Start of SUPPLIED INFORMATION

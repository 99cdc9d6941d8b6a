//! API route configuration.

use crate::api::handlers::{
    create_like_handler, create_product_handler, like_count_handler, list_products_handler,
};
use crate::state::AppState;
use axum::{
    Router,
    routing::{get, post},
};

/// Product and like routes.
///
/// # Endpoints
///
/// - `GET  /products`                 - List products (cache-aside)
/// - `POST /products/create`          - Queue a product for creation
/// - `POST /likes`                    - Queue a like action
/// - `GET  /likes/{target_id}/count`  - Likes recorded for a target
pub fn pipeline_routes() -> Router<AppState> {
    Router::new()
        .route("/products", get(list_products_handler))
        .route("/products/create", post(create_product_handler))
        .route("/likes", post(create_like_handler))
        .route("/likes/{target_id}/count", get(like_count_handler))
}
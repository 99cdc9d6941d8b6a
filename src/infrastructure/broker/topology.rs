//! Exchange / queue / binding declarations.

use lapin::options::{ExchangeDeclareOptions, QueueBindOptions, QueueDeclareOptions};
use lapin::types::FieldTable;
use lapin::{Channel, ExchangeKind};

use crate::error::AppError;

/// A direct exchange bound to one durable queue under one routing key.
#[derive(Debug, Clone, Copy, PartialEq, Eq)]
pub struct Topology {
    pub exchange: &'static str,
    pub queue: &'static str,
    pub routing_key: &'static str,
}

/// Product creation requests.
pub const PRODUCT_CREATE: Topology = Topology {
    exchange: "products.exchange",
    queue: "product_insert_queue",
    routing_key: "product.create",
};

/// Like actions.
pub const LIKE_EVENTS: Topology = Topology {
    exchange: "likes.exchange",
    queue: "likes.queue",
    routing_key: "like.event",
};

impl Topology {
    pub const ALL: [Topology; 2] = [PRODUCT_CREATE, LIKE_EVENTS];
}

/// Declares the exchange (direct, durable), the queue (durable) and the
/// binding. Idempotent: redeclaring with the same arguments is a no-op.
///
/// # Errors
///
/// Returns [`AppError::Dependency`] if any declaration fails, including a
/// declaration that conflicts with existing broker state.
pub async fn declare(channel: &Channel, topology: &Topology) -> Result<(), AppError> {
    channel
        .exchange_declare(
            topology.exchange,
            ExchangeKind::Direct,
            ExchangeDeclareOptions {
                durable: true,
                ..Default::default()
            },
            FieldTable::default(),
        )
        .await?;

    channel
        .queue_declare(
            topology.queue,
            QueueDeclareOptions {
                durable: true,
                ..Default::default()
            },
            FieldTable::default(),
        )
        .await?;

    channel
        .queue_bind(
            topology.queue,
            topology.exchange,
            topology.routing_key,
            QueueBindOptions::default(),
            FieldTable::default(),
        )
        .await?;

    tracing::debug!(
        exchange = topology.exchange,
        queue = topology.queue,
        routing_key = topology.routing_key,
        "Topology declared"
    );

    Ok(())
}

/// Returns `(ready messages, consumers)` for the topology's queue.
///
/// Uses a passive declare, so the queue must already exist.
pub async fn queue_depth(channel: &Channel, topology: &Topology) -> Result<(u32, u32), AppError> {
    let queue = channel
        .queue_declare(
            topology.queue,
            QueueDeclareOptions {
                passive: true,
                ..Default::default()
            },
            FieldTable::default(),
        )
        .await?;

    Ok((queue.message_count(), queue.consumer_count()))
}

#[cfg(test)]
mod tests {
    use super::*;

    #[test]
    fn test_topologies_are_distinct() {
        assert_ne!(PRODUCT_CREATE.exchange, LIKE_EVENTS.exchange);
        assert_ne!(PRODUCT_CREATE.queue, LIKE_EVENTS.queue);
        assert_ne!(PRODUCT_CREATE.routing_key, LIKE_EVENTS.routing_key);
    }
}
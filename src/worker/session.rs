//! AMQP-backed consume session.

use std::sync::Arc;

use async_trait::async_trait;
use futures::StreamExt;
use lapin::options::{BasicConsumeOptions, BasicQosOptions};
use lapin::types::FieldTable;
use tokio::sync::watch;
use tracing::{info, warn};

use super::consumer::{RequeueBackoff, SessionEnd, consume};
use super::handler::MessageHandler;
use super::supervisor::{Session, StatusReporter};
use crate::error::AppError;
use crate::infrastructure::broker::{BrokerConnection, Topology, declare};
use crate::utils::with_deadline;

/// Opens a channel, declares `topology`, and feeds its queue to `handler`
/// with manual acknowledgement and a bounded prefetch.
pub struct AmqpConsumerSession<H: MessageHandler + 'static> {
    broker: Arc<BrokerConnection>,
    topology: Topology,
    handler: Arc<H>,
    prefetch: u16,
    backoff: RequeueBackoff,
}

impl<H: MessageHandler + 'static> AmqpConsumerSession<H> {
    pub fn new(
        broker: Arc<BrokerConnection>,
        topology: Topology,
        handler: Arc<H>,
        prefetch: u16,
        backoff: RequeueBackoff,
    ) -> Self {
        Self {
            broker,
            topology,
            handler,
            prefetch,
            backoff,
        }
    }
}

#[async_trait]
impl<H: MessageHandler + 'static> Session for AmqpConsumerSession<H> {
    async fn run(
        &self,
        reporter: &StatusReporter,
        shutdown: watch::Receiver<bool>,
    ) -> Result<SessionEnd, AppError> {
        let channel = self.broker.create_channel().await?;
        let queue = self.topology.queue;

        let consumer = with_deadline(self.broker.op_timeout(), "broker.setup_consumer", async {
            declare(&channel, &self.topology).await?;
            channel
                .basic_qos(self.prefetch, BasicQosOptions::default())
                .await?;
            let consumer = channel
                .basic_consume(
                    queue,
                    "",
                    BasicConsumeOptions::default(),
                    FieldTable::default(),
                )
                .await?;
            Ok::<_, AppError>(consumer)
        })
        .await?;

        reporter.running();
        info!(queue, prefetch = self.prefetch, "Consuming");

        let deliveries = consumer.map(|d| d.map_err(AppError::from));
        let end = consume(
            queue,
            Box::pin(deliveries),
            self.handler.as_ref(),
            &self.backoff,
            shutdown,
        )
        .await;

        if channel.status().connected()
            && let Err(e) = channel.close(200, "consumer stopped").await
        {
            warn!(queue, error = %e, "Failed to close consumer channel");
        }

        end
    }
}
//! Business logic services for the application layer.

pub mod like_service;
pub mod product_service;

pub use like_service::LikeService;
pub use product_service::{Listing, ListingSource, PRODUCTS_CACHE_KEY, ProductService};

End of SUPPLIED INFORMATION

## TO DO
Scan the data, and report each line that uses the word "BasicQosOptions".

## WRITTEN ANSWER
use lapin::options::{BasicConsumeOptions, BasicQosOptions};
                .basic_qos(self.prefetch, BasicQosOptions::default())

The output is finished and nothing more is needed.